As part of his previous stage show he demonstrated his photoreading
abilities by memorising an entire telephone directory before each show and
then telling astounded theatre goers their home telephone numbers.
Previously he had also demonstrated his speedreading skills publicly in
2001 during a visit to the British Library.
Compared to telephone directories, memorising the Internet is in a
different league: conservative estimates of the amount of static data in
web pages start at 167 terabytes, which is the equivalent to over 256,000
CDs full of information.
"Sure, it's a big task" said Brown last night in a brief interview at the
stage door of Salisbury's City Hall, "but it's possible; information on web
pages means something, a phone book is just abstract names and numbers. I
love the Internet and spend too much of the day on it, so this seemed a
great way to turn a hobby into something useful".

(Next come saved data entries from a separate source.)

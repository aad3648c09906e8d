use log::debug;
use wapc_protobuf::{decode, encode, Test};

use crate::errors::Result;
use crate::unit::ComputationUnit;
use crate::PROTO_ECHO;

/// Sends payloads to a single named operation of a [`ComputationUnit`]
///
/// The invoker does not look at what comes back. Comparing the reply with the
/// request is up to the caller.
#[derive(Debug)]
pub struct EchoInvoker<U> {
  unit: U,
  operation: String,
}

impl<U: ComputationUnit> EchoInvoker<U> {
  /// Targets the `protoEcho` operation of `unit`
  pub fn new(unit: U) -> Self {
    Self::with_operation(unit, PROTO_ECHO)
  }

  /// Targets `operation` instead of `protoEcho`
  pub fn with_operation<S: Into<String>>(unit: U, operation: S) -> Self {
    Self {
      unit,
      operation: operation.into(),
    }
  }

  /// Name of the operation this invoker calls
  #[must_use]
  pub fn operation(&self) -> &str {
    &self.operation
  }

  /// Hands `payload` to the operation and returns its output bytes unchanged.
  pub fn invoke(&self, payload: &[u8]) -> Result<Vec<u8>> {
    self.unit.invoke(&self.operation, payload)
  }

  /// Encodes `record`, sends it through the operation and decodes the reply.
  pub fn round_trip(&self, record: &Test) -> Result<Test> {
    let payload = encode(record)?;
    debug!("encoded request: {} bytes", payload.len());

    let reply = self.invoke(&payload)?;
    debug!("'{}' replied with {} bytes", self.operation, reply.len());

    Ok(decode(&reply)?)
  }

  /// Gives the unit back, ending the invoker
  pub fn into_inner(self) -> U {
    self.unit
  }
}
#![deny(
  clippy::expect_used,
  clippy::explicit_deref_methods,
  clippy::option_if_let_else,
  clippy::cloned_instead_of_copied,
  clippy::implicit_clone,
  clippy::inefficient_to_string,
  clippy::map_unwrap_or,
  clippy::must_use_candidate,
  clippy::needless_pass_by_value,
  clippy::redundant_else,
  clippy::semicolon_if_nothing_returned,
  clippy::str_to_string,
  clippy::try_err,
  bad_style,
  dead_code,
  deprecated,
  improper_ctypes,
  missing_debug_implementations,
  no_mangle_generic_items,
  non_shorthand_field_patterns,
  overflowing_literals,
  path_statements,
  unconditional_recursion,
  unreachable_pub,
  unsafe_code,
  unused,
  unused_allocation,
  unused_comparisons,
  unused_parens,
  while_true,
  missing_docs
)]
#![doc = include_str!("../README.md")]

/// The crate's error module
pub mod errors;

mod codec;
mod record;

pub use codec::{decode, encode, encoded_len};
pub use record::{Nested, Test};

Brown will be working with the California based search engine Google which
already has vast quantities of the Internet's contents indexed on their
servers. Speaking from the quirkily named Googleplex, founder Larry Page
said: "When Derren first got in touch with us we thought it was a neat idea
but didn't believe he could do it. He spent a couple of days here and
proved that it was possible. We've developed him a special browser which
presents the pages to him in a logical order following the links from each
one in turn."
Earlier this year Brown appeared in a one off special entitled 'Messiah' in
which he attempted to debunk belief systems, he claims that completing this
memory feat would safely debunk paranoid fears that computers are more
powerful than humans.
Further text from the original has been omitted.